TRY IT |
In the material below, find each line with the string "Deserialize" and copy it.

- Opening Delimiter -

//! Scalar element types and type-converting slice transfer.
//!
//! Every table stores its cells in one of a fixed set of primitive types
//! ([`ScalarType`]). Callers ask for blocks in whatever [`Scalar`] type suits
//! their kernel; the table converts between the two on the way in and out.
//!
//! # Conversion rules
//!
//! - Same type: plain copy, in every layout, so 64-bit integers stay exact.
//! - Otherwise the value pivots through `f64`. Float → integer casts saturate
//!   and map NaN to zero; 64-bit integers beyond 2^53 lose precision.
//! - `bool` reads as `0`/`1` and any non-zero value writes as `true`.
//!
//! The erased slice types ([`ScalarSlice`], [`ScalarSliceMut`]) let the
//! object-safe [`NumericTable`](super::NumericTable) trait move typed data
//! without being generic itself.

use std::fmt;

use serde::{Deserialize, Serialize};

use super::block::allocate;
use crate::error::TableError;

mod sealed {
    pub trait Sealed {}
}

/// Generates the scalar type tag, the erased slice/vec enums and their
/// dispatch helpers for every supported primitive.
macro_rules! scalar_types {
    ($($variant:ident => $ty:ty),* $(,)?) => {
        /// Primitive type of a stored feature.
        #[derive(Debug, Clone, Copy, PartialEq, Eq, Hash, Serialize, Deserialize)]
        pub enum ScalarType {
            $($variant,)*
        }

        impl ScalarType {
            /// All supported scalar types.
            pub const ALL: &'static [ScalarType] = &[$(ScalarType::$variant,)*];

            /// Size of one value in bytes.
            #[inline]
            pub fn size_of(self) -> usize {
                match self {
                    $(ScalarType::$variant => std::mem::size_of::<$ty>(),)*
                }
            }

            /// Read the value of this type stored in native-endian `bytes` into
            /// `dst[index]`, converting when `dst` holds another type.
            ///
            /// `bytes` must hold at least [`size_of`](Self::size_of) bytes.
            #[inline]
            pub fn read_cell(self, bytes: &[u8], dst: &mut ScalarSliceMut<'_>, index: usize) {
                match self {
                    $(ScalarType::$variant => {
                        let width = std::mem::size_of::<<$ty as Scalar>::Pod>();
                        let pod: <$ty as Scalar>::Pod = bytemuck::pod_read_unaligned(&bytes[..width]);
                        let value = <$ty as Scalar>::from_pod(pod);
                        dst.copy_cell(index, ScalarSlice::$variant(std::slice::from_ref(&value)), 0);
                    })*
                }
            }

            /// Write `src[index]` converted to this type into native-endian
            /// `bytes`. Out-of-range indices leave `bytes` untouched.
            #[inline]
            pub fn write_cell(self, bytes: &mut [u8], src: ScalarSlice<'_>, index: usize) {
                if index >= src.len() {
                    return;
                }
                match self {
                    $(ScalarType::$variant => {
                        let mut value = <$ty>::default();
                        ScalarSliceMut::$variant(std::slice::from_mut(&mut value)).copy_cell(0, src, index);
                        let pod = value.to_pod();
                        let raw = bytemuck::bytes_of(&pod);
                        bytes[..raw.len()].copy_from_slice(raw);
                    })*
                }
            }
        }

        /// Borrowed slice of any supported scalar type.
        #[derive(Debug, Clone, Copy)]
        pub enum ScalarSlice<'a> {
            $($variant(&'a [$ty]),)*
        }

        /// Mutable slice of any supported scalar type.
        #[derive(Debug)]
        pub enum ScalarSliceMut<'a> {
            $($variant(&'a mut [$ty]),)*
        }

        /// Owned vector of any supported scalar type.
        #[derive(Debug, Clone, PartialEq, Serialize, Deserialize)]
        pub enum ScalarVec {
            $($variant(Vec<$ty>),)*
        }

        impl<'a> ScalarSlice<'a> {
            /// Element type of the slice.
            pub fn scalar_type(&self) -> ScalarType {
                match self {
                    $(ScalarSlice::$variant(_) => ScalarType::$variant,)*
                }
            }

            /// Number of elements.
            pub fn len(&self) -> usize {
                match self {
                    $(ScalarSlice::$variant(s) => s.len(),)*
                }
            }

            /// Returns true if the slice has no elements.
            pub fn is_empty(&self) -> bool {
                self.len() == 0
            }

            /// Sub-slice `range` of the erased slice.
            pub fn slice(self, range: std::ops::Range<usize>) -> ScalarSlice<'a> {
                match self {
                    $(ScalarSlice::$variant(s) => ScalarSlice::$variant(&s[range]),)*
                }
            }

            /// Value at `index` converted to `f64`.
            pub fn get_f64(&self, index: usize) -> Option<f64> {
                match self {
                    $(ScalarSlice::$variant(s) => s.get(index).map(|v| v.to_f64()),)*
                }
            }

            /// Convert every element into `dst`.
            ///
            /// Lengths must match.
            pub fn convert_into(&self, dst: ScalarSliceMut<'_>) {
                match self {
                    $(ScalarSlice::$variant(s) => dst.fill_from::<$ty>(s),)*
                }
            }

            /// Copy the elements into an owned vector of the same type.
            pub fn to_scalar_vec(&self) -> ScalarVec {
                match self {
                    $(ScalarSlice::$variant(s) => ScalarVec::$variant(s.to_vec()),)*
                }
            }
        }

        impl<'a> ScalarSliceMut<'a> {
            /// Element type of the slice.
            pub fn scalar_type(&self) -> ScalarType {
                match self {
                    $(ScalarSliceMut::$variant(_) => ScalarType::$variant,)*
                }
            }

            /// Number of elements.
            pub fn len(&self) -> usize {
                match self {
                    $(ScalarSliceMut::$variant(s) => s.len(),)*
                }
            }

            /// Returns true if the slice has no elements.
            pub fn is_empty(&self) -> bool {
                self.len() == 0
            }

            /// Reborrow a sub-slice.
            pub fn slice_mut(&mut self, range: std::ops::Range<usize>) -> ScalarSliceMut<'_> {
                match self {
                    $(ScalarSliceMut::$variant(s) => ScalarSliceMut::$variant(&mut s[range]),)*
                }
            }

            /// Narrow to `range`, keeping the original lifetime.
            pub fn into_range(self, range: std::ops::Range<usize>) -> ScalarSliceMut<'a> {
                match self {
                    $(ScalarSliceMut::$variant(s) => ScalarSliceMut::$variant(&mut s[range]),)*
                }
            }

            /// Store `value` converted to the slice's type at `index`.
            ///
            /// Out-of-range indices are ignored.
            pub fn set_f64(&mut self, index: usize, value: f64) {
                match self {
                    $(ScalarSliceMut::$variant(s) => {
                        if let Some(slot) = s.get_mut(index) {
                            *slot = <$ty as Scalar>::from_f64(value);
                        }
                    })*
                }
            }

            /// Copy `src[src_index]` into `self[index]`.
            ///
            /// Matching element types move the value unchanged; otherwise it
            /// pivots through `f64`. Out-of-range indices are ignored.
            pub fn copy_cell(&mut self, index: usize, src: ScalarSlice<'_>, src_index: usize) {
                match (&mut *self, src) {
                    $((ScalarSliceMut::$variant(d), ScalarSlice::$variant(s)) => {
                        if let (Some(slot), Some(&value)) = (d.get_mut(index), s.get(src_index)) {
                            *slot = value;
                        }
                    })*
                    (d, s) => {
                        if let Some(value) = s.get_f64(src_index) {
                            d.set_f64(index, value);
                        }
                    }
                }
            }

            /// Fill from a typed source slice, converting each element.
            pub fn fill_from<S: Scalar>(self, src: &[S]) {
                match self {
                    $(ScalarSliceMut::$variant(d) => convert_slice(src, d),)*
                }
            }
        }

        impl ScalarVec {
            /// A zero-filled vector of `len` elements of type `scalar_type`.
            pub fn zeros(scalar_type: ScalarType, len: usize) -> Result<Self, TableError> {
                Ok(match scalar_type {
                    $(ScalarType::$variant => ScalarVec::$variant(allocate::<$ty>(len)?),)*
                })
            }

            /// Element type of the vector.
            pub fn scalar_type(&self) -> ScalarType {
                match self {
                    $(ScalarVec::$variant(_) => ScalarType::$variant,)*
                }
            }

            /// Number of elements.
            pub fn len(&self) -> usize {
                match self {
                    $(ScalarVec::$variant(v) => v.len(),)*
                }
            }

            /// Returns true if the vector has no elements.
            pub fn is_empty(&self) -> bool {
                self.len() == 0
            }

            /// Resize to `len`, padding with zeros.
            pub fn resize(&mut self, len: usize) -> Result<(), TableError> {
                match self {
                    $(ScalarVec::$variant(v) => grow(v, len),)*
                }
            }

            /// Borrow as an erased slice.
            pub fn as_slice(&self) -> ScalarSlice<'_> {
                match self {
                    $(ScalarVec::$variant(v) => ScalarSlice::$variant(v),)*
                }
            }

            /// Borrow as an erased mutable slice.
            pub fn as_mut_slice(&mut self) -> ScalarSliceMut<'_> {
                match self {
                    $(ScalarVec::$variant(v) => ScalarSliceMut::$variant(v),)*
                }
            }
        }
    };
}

- Closing Delimiter -

ANSWER SPACE |
use serde::{Deserialize, Serialize};
        #[derive(Debug, Clone, Copy, PartialEq, Eq, Hash, Serialize, Deserialize)]
        #[derive(Debug, Clone, PartialEq, Serialize, Deserialize)]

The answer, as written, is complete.